On 08 Aug 2016, at 19:52, Brent Meeker wrote:
On 8/8/2016 6:18 AM, Stathis Papaioannou wrote:
On Monday, 8 August 2016, Brent Meeker <meeke...@verizon.net> wrote:
On 8/7/2016 11:20 AM, Bruno Marchal wrote:
Not necessarily. A digital computer also requires that time be
digitized so that its registers run synchronously. Otherwise "the
state" is ill defined. The finite speed of light means that
spacially separated regions cannot be synchronous. Even if neurons
were only ON or OFF, which they aren't, they have frequency
modulation, they are not synchronous.
Synchronous digital machine can emulate asynchronous digital
machine, and that is all what is needed for the reasoning.
If the time variable is continuous, i.e. can't be digitized, I
don't think you are correct.
If time is continuous, you would need infinite precision to exactly
define the timing of a neuron's excitation, so you are right, that
would not be digitisable. Practically, however, brains would have
to have a non-zero engineering tolerance, or they would be too
unstable. The gravitational attraction of a passing ant would
slightly change the timing of neural activity, leading to a change
in mental state and behaviour.
I agree that brains must be essentially classical computers, but no
necessarily digital. The question arose as to what was contained in
an Observer Moment and whether, in an infinite universe there would
necessarily be infinitely many exact instances of the same OM. But
having a continuous variable doesn't imply instability. First, the
passing ant is also instantiated infinitely many times. Second, if
a small cause has only a proportionately small effect then there is
no "instability", more likely the dynamics diverge as in
deterministic chaos. But in any case it would allow an aleph-1
order infinity of OMs which would differ by infinitesimal amounts.

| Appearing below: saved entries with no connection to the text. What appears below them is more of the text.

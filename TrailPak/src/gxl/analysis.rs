//! Archive summary for reports
//!
//! Counts entries per format, sums payload sizes and reads image dimensions
//! straight from each image header without decoding pixel data.

use indexmap::IndexMap;
use serde::Serialize;

use super::integrity::{IntegrityReport, analyze_with_data};
use super::{ArchiveTable, AssetFormat, extractor::slice_entry};
use crate::error::Result;
use crate::formats::pcx::PcxHeader;

/// Entry count and payload size of one format
#[derive(Debug, Clone, Default, PartialEq, Eq, Serialize)]
pub struct FormatStats {
    pub count: usize,
    pub bytes: u64,
}

/// Aggregate image statistics
#[derive(Debug, Clone, Default, PartialEq, Serialize)]
pub struct ImageStats {
    /// Image entries whose header could be read
    pub count: usize,
    pub total_bytes: u64,
    pub average_bytes: f64,
    pub min_width: usize,
    pub max_width: usize,
    pub min_height: usize,
    pub max_height: usize,
}

/// Per-entry line of the summary
#[derive(Debug, Clone, PartialEq, Eq, Serialize)]
pub struct EntrySummary {
    pub index: usize,
    pub name: String,
    pub format: String,
    pub size: u64,
    /// Diagnostic kind, if the entry cannot be extracted
    pub diagnostic: Option<&'static str>,
    /// Image geometry from the header, for readable image entries
    pub image: Option<ImageGeometry>,
}

/// Geometry read from an image header
#[derive(Debug, Clone, Copy, PartialEq, Eq, Serialize)]
pub struct ImageGeometry {
    pub width: usize,
    pub height: usize,
    pub bits_per_pixel: u8,
    pub planes: u8,
}

/// Whole-archive summary
#[derive(Debug, Clone, PartialEq, Serialize)]
pub struct ArchiveSummary {
    pub label: String,
    pub version: u16,
    pub archive_len: u64,
    pub entry_count: usize,
    pub extractable_count: usize,
    /// Sum of the lengths of extractable entries
    pub total_payload_bytes: u64,
    /// Keyed by format label, in order of first appearance
    pub formats: IndexMap<String, FormatStats>,
    pub images: ImageStats,
    pub entries: Vec<EntrySummary>,
    pub integrity: IntegrityReport,
}

impl ArchiveSummary {
    /// Pretty-printed JSON
    ///
    /// # Errors
    /// Returns an error if serialization fails.
    pub fn to_json(&self) -> Result<String> {
        Ok(serde_json::to_string_pretty(self)?)
    }
}

/// Summarize an archive
///
/// `data` must be the buffer the table was parsed from.
#[must_use]
pub fn summarize(table: &ArchiveTable, data: &[u8]) -> ArchiveSummary {
    let mut formats: IndexMap<String, FormatStats> = IndexMap::new();
    let mut entries = Vec::with_capacity(table.entries.len());
    let mut geometries = Vec::new();
    let mut image_bytes = 0u64;
    let mut total_payload_bytes = 0u64;
    let mut extractable_count = 0;

    for entry in &table.entries {
        let format = AssetFormat::from_name(&entry.name);
        let diagnostic = table.diagnostic_for(entry.index).map(|d| d.kind.as_str());

        let stats = formats.entry(format_key(&format)).or_default();
        stats.count += 1;

        let mut image = None;
        if diagnostic.is_none() {
            extractable_count += 1;
            total_payload_bytes += entry.length;
            stats.bytes += entry.length;

            if matches!(format, AssetFormat::Image16 | AssetFormat::Image256) {
                image = slice_entry(data, entry)
                    .ok()
                    .and_then(|bytes| PcxHeader::parse(bytes).ok())
                    .map(|header| ImageGeometry {
                        width: header.width(),
                        height: header.height(),
                        bits_per_pixel: header.bits_per_pixel,
                        planes: header.planes,
                    });
                match image {
                    Some(geometry) => {
                        geometries.push(geometry);
                        image_bytes += entry.length;
                    }
                    None => tracing::debug!("Unreadable image header in {}", entry.name),
                }
            }
        }

        entries.push(EntrySummary {
            index: entry.index,
            name: entry.name.clone(),
            format: format_key(&format),
            size: entry.length,
            diagnostic,
            image,
        });
    }

    ArchiveSummary {
        label: table.header.label.clone(),
        version: table.header.version,
        archive_len: table.archive_len,
        entry_count: table.entries.len(),
        extractable_count,
        total_payload_bytes,
        formats,
        images: image_stats(&geometries, image_bytes),
        entries,
        integrity: analyze_with_data(table, data),
    }
}

/// Format label; unknown extensions keep their suffix
fn format_key(format: &AssetFormat) -> String {
    match format {
        AssetFormat::Other(ext) if !ext.is_empty() => format!("other:{}", ext.to_ascii_lowercase()),
        other => other.as_str().to_string(),
    }
}

#[allow(clippy::cast_precision_loss)]
fn image_stats(geometries: &[ImageGeometry], total_bytes: u64) -> ImageStats {
    if geometries.is_empty() {
        return ImageStats::default();
    }
    let widths = geometries.iter().map(|g| g.width);
    let heights = geometries.iter().map(|g| g.height);
    ImageStats {
        count: geometries.len(),
        total_bytes,
        average_bytes: total_bytes as f64 / geometries.len() as f64,
        min_width: widths.clone().min().unwrap_or(0),
        max_width: widths.max().unwrap_or(0),
        min_height: heights.clone().min().unwrap_or(0),
        max_height: heights.max().unwrap_or(0),
    }
}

But I also question the coherence of this idea. As discussed (at
great length) by Bruno and JKC, two or more identical brains must
instantiate the same experience, i.e. the same OM.
"OM" is ambiguous. I guess you mean the same 1-OM. I say this, because
many people can easily confuse a "OM" with a computational state, when
in the computationalist frame. But the whole goal here is to show that
a "1-OM" is associated, from the 1-OMs' view, to an infinity of 3p-OM.
So if there are only a finite number of possible brain-states and
universes are made of OMs, then there can only be a finite number of
finite universes.
There can only be a finite number of finite universes, if there are
universes. But with the FPI, universe are emerging pattern coming from
a statistics on all infinite works of all finite universal machine/
number, so the physical reality is somehow constrained to have an
infinite and continuous, and non computable, components. If only the
random oracle generated by the iterated self-duplication, from the
first person views.
Theoretical computer science makes sense of all this, thanks to the
incompleteness phenomenon, and the intensional nuances it brings for
knowledge and observation, as opposed to relative belief/or proof.